The three explorers discover a set of long stairs cut into the rock and ascend to the summit. They poke about the marble structures and are eventually greeted by a sole white-furred, yeti-like being wearing Greek-style clothing. The creature converses with Baxter-Pearl, revealing himself to be Hephaestus, the blacksmith of the gods. When he is told that the Olympian gods are no longer found on Earth, he flies into a rage and vows to destroy the planet for its insolence. Or something like that.

Baxter-Pearl tries to calm Hephaestus, spouting off incessantly about all of the Greek ideals that live on in the world (Democracy comes up more than once), but the “god” is having none of it (“Democracy is for fools!” he shouts back in response).
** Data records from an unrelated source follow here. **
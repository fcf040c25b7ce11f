//! Trajectory query and sample types.

use chrono::{DateTime, Duration, Utc};
use radem_common::table::ChannelTable;

use crate::error::{Result, TrajectoryError};

/// A trajectory request: observer vehicle, target body, inclusive time
/// window and sampling interval.
#[derive(Debug, Clone)]
pub struct TrajectoryQuery {
    /// Named vehicle whose trajectory is sampled (e.g. "JUICE").
    pub observer: String,
    /// Named target body (e.g. "Jupiter", "Earth").
    pub target: String,
    pub start: DateTime<Utc>,
    pub stop: DateTime<Utc>,
    pub step: Duration,
}

impl TrajectoryQuery {
    pub fn new(
        observer: impl Into<String>,
        target: impl Into<String>,
        start: DateTime<Utc>,
        stop: DateTime<Utc>,
        step: Duration,
    ) -> Result<Self> {
        if stop < start {
            return Err(TrajectoryError::InvalidQuery(format!(
                "window stop {} is before start {}",
                stop, start
            )));
        }
        if step <= Duration::zero() {
            return Err(TrajectoryError::InvalidQuery(
                "sampling step must be positive".to_string(),
            ));
        }
        Ok(Self {
            observer: observer.into(),
            target: target.into(),
            start,
            stop,
            step,
        })
    }

    /// The sample instants for this query: start, start+step, ... up to and
    /// including stop when it falls on the grid.
    pub fn sample_times(&self) -> Vec<DateTime<Utc>> {
        let mut times = Vec::new();
        let mut t = self.start;
        while t <= self.stop {
            times.push(t);
            t += self.step;
        }
        times
    }
}

/// One trajectory sample: target distance plus two angular coordinates of
/// the sub-observer point, as returned by the external collaborator.
#[derive(Debug, Clone, Copy, PartialEq)]
pub struct TrajectorySample {
    pub time: DateTime<Utc>,
    pub distance_km: f64,
    pub lat_deg: f64,
    pub lon_deg: f64,
}

/// Column schema of converted trajectory tables.
pub(crate) fn trajectory_columns() -> Vec<String> {
    vec![
        "distance_km".to_string(),
        "lat_deg".to_string(),
        "lon_deg".to_string(),
    ]
}

/// Convert a sample sequence into a three-column table so trajectory series
/// persist through the same stores as instrument data.
pub fn samples_to_table(label: &str, samples: &[TrajectorySample]) -> Result<ChannelTable> {
    let mut table = ChannelTable::new(label, trajectory_columns());
    for s in samples {
        table.push_row(s.time, vec![s.distance_km, s.lat_deg, s.lon_deg])?;
    }
    Ok(table)
}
Carson, back in stereotype mode, tries to fight Hephaestus, is beaten, and begs for mercy, offering to sell out the entire planet so that he may live on in service to the god. He is slain for his troubles, and Baxter-Pearl is destroyed as well (on principle, one presumes).
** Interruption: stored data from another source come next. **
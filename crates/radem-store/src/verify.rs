//! Write → immediate read-back verification.
//!
//! The pipeline asserts round-trip equality right after persisting a table.
//! A mismatch is surfaced as an explicit error; nothing is corrected
//! automatically.

use std::path::Path;

use radem_common::table::ChannelTable;

use crate::binary::BinaryStore;
use crate::error::{Result, StoreError};
use crate::text::read_csv;

/// Tolerance for text round-trip comparison. Decimal serialization may lose
/// the last representable digits; this is accepted, documented behavior.
pub const TEXT_TOLERANCE: f64 = 1e-12;

/// Reload `key` from a binary store file and check exact equality against
/// the original table, element for element, time index included.
pub fn verify_binary_roundtrip(path: &Path, key: &str, original: &ChannelTable) -> Result<()> {
    let store = BinaryStore::load(path)?;
    let reloaded = store
        .get(key)
        .ok_or_else(|| StoreError::KeyNotFound(key.to_string()))?;

    if !tables_identical(original, reloaded) {
        return Err(StoreError::RoundTrip(format!(
            "binary store {} key {} does not reproduce the original table",
            path.display(),
            key
        )));
    }
    Ok(())
}

/// Reload a CSV table and check equality within [`TEXT_TOLERANCE`].
pub fn verify_text_roundtrip(path: &Path, original: &ChannelTable) -> Result<()> {
    let reloaded = read_csv(path, original.label())?;
    if !original.approx_eq(&reloaded, TEXT_TOLERANCE) {
        return Err(StoreError::RoundTrip(format!(
            "text store {} differs from the original beyond tolerance",
            path.display()
        )));
    }
    Ok(())
}

/// Bit-exact table comparison (NaN equal to NaN).
fn tables_identical(a: &ChannelTable, b: &ChannelTable) -> bool {
    if a.label() != b.label()
        || a.times() != b.times()
        || a.column_names() != b.column_names()
    {
        return false;
    }
    (0..a.n_cols()).all(|c| {
        let (x, y) = (a.column_at(c), b.column_at(c));
        x.len() == y.len() && x.iter().zip(y).all(|(p, q)| p.to_bits() == q.to_bits())
    })
}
Volkmann escapes and returns to the landing module, where he manages to stammer out a brief explanation of what has transpired. Alarms then go off, indicating the launch of a missile from the west (which just happens to be painted red, white, and blue). Volkmann and Yegorova spring into action, launching from the moon intent on intercepting the projectile – even if it means their own doom. Instead of dying, however, the crafty engineer devises a way to “fire” the landing module at the missile and deflect it back to the surface where it might just destroy Hephaestus.

The plan works. The East German and the Russian embrace. (A) god is destroyed. The world is saved by Marxist-Leninist ideology. And the credits roll over brass-heavy closing music.
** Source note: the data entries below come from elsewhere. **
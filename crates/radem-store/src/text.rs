//! Delimited text table store.
//!
//! One flat CSV file per table: a header row of `time` plus the column
//! names, then one row per time index with RFC3339 timestamps. Unlike the
//! binary store, text reload is only guaranteed up to decimal serialization
//! precision; callers compare with [`ChannelTable::approx_eq`] rather than
//! exact equality.

use std::path::Path;

use radem_common::table::ChannelTable;
use radem_common::time::parse_datetime;
use tracing::debug;

use crate::error::{Result, StoreError};

/// Write a table as a CSV file.
pub fn write_csv(table: &ChannelTable, path: &Path) -> Result<()> {
    let mut writer = csv::Writer::from_path(path)?;

    let mut header = Vec::with_capacity(table.n_cols() + 1);
    header.push("time".to_string());
    header.extend(table.column_names().iter().cloned());
    writer.write_record(&header)?;

    for i in 0..table.n_rows() {
        let mut record = Vec::with_capacity(table.n_cols() + 1);
        record.push(table.times()[i].to_rfc3339());
        for value in table.row(i) {
            record.push(value.to_string());
        }
        writer.write_record(&record)?;
    }
    writer.flush().map_err(StoreError::Io)?;

    debug!(path = %path.display(), rows = table.n_rows(), cols = table.n_cols(), "Wrote CSV table");
    Ok(())
}

/// Read a table back from a CSV file.
///
/// The label is not stored in the text form, so the caller supplies it;
/// the column schema is taken from the header row.
pub fn read_csv(path: &Path, label: &str) -> Result<ChannelTable> {
    let mut reader = csv::ReaderBuilder::new().has_headers(true).from_path(path)?;

    let headers = reader.headers()?;
    if headers.is_empty() || &headers[0] != "time" {
        return Err(StoreError::InvalidText(format!(
            "{}: first header column must be 'time'",
            path.display()
        )));
    }
    let columns: Vec<String> = headers.iter().skip(1).map(|h| h.to_string()).collect();

    let mut table = ChannelTable::new(label, columns);
    for (idx, record) in reader.records().enumerate() {
        let record = record?;
        let time = parse_datetime(&record[0]).map_err(|e| {
            StoreError::InvalidText(format!("{}: row {}: {}", path.display(), idx + 1, e))
        })?;
        let values = record
            .iter()
            .skip(1)
            .map(|field| {
                field.parse::<f64>().map_err(|_| {
                    StoreError::InvalidText(format!(
                        "{}: row {}: invalid number {:?}",
                        path.display(),
                        idx + 1,
                        field
                    ))
                })
            })
            .collect::<Result<Vec<f64>>>()?;
        table.push_row(time, values)?;
    }

    debug!(path = %path.display(), rows = table.n_rows(), "Read CSV table");
    Ok(table)
}

#[cfg(test)]
mod tests {
    use super::*;
    use chrono::{DateTime, TimeZone, Utc};

    fn t(s: u32) -> DateTime<Utc> {
        Utc.with_ymd_and_hms(2024, 1, 15, 0, 0, s).unwrap()
    }

    #[test]
    fn test_round_trip_within_tolerance() {
        let table = ChannelTable::from_rows(
            "test",
            vec!["a".to_string(), "b".to_string()],
            vec![
                (t(0), vec![1.0 / 3.0, -2.25]),
                (t(1), vec![6.02214076e23, 1e-300]),
            ],
        )
        .unwrap();

        let tmp = tempfile::tempdir().unwrap();
        let path = tmp.path().join("table.csv");
        write_csv(&table, &path).unwrap();
        let reloaded = read_csv(&path, "test").unwrap();

        assert!(table.approx_eq(&reloaded, 1e-12));
    }

    #[test]
    fn test_nan_survives_text_form() {
        let table = ChannelTable::from_rows(
            "test",
            vec!["a".to_string()],
            vec![(t(0), vec![f64::NAN])],
        )
        .unwrap();

        let tmp = tempfile::tempdir().unwrap();
        let path = tmp.path().join("table.csv");
        write_csv(&table, &path).unwrap();
        let reloaded = read_csv(&path, "test").unwrap();
        assert!(reloaded.column("a").unwrap()[0].is_nan());
    }

    #[test]
    fn test_header_must_start_with_time() {
        let tmp = tempfile::tempdir().unwrap();
        let path = tmp.path().join("bad.csv");
        std::fs::write(&path, "a,b\n1,2\n").unwrap();
        assert!(matches!(
            read_csv(&path, "test"),
            Err(StoreError::InvalidText(_))
        ));
    }
}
  • Astronaut/Cosmonaut as a career is meant to cover all of the things that go with being an astronaut, like vacc suit operation, piloting, operating communications arrays, etc.
  • Scientist as a career represents an overall science background, while specific careers like Archaeologist or Physicist represent the more specific fields of study identified by their names.
  • Spacesuits are rated Light, Medium, and Heavy. Light suits provide little defense and are not rated for extravehicular or direct contact with hostile atmospheres/environments for more than 1 hour. Medium and Heavy suits provide more protection at a cost to mobility and are capable of 2 and 4 hours EVA/hostile environment activity.
  • Laser Weapons are incredibly accurate and grant a +1 to Ranged COmbat Ability.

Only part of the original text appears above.